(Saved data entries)
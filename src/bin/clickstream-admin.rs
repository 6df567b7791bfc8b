use anyhow::{Context, Result};
use chrono::{Duration, Utc};
use clap::{Parser, Subcommand};
use clickstream::config::Config;
use clickstream::models::AggregationQuery;
use clickstream::query::{AggregationQueryEngine, SummaryParams};
use clickstream::storage::connect_store;

#[derive(Parser)]
#[command(name = "clickstream-admin")]
#[command(about = "Clickstream analytics maintenance CLI", long_about = None)]
struct Cli {
    #[command(subcommand)]
    command: Commands,
}

#[derive(Subcommand)]
enum Commands {
    /// Create the analytics table and indexes
    Init,
    /// Print the aggregated summary for a short code as JSON
    Summary {
        /// Short code to summarize
        code: String,
        /// Window start (RFC3339), defaults to 24 hours before end
        #[arg(long)]
        start: Option<String>,
        /// Window end (RFC3339), defaults to now
        #[arg(long)]
        end: Option<String>,
        /// minute, hour, day, week, month or year
        #[arg(long)]
        interval: Option<String>,
    },
    /// Delete click events older than the retention window
    Prune {
        /// Keep events from the last N days
        #[arg(long)]
        older_than_days: u32,
    },
}

#[tokio::main]
async fn main() -> Result<()> {
    tracing_subscriber::fmt::init();

    let cli = Cli::parse();
    let config = Config::from_env()?;

    let store = connect_store(&config.database).await?;

    // Ensure database is initialized
    store.init().await?;

    match cli.command {
        Commands::Init => {
            println!("✓ Analytics schema is ready");
        }
        Commands::Summary {
            code,
            start,
            end,
            interval,
        } => {
            let params = SummaryParams {
                start,
                end,
                interval,
            };
            let query = AggregationQuery::from_params(code, &params, Utc::now())?;
            let summary = AggregationQueryEngine::new(store).summarize(&query).await?;
            let json = serde_json::to_string_pretty(&summary)
                .context("Failed to serialize summary")?;
            println!("{}", json);
        }
        Commands::Prune { older_than_days } => {
            let cutoff = Utc::now() - Duration::days(i64::from(older_than_days));
            let deleted = store.prune_before(cutoff).await?;
            println!(
                "✓ Deleted {} events created before {}",
                deleted,
                cutoff.to_rfc3339()
            );
        }
    }

    Ok(())
}
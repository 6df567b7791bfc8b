//! Analytics API handlers

use axum::{
    extract::{Path, Query, State},
    http::StatusCode,
    Json,
};
use chrono::Utc;
use std::sync::Arc;

use super::handlers::{error_response, AppState, ErrorResponse};
use crate::models::{AggregationQuery, AnalyticsSummary};
use crate::query::{QueryError, SummaryParams};

/// Get the aggregated summary for a specific short code
pub async fn get_summary(
    State(state): State<Arc<AppState>>,
    Path(code): Path<String>,
    Query(params): Query<SummaryParams>,
) -> Result<Json<AnalyticsSummary>, (StatusCode, Json<ErrorResponse>)> {
    let code = code.trim();
    if code.is_empty() {
        return Err(error_response(StatusCode::BAD_REQUEST, "code is required"));
    }

    let query = AggregationQuery::from_params(code, &params, Utc::now())
        .map_err(|e| error_response(StatusCode::BAD_REQUEST, e.to_string()))?;

    match state.engine.summarize(&query).await {
        Ok(summary) => Ok(Json(summary)),
        Err(QueryError::Storage(e)) if e.is_unavailable() => {
            tracing::error!(code = %query.code, error = %e, "Analytics store unavailable");
            Err(error_response(
                StatusCode::SERVICE_UNAVAILABLE,
                "analytics store unavailable",
            ))
        }
        Err(e) => {
            tracing::error!(code = %query.code, error = %e, "Failed to get analytics");
            Err(error_response(
                StatusCode::INTERNAL_SERVER_ERROR,
                "failed to get analytics",
            ))
        }
    }
}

→ **Your task**: Lines holding the word "Result" in the entries above are the ones to pull out. Copy them all.

→ **The answer**:
use anyhow::{Context, Result};
async fn main() -> Result<()> {
) -> Result<Json<AnalyticsSummary>, (StatusCode, Json<ErrorResponse>)> {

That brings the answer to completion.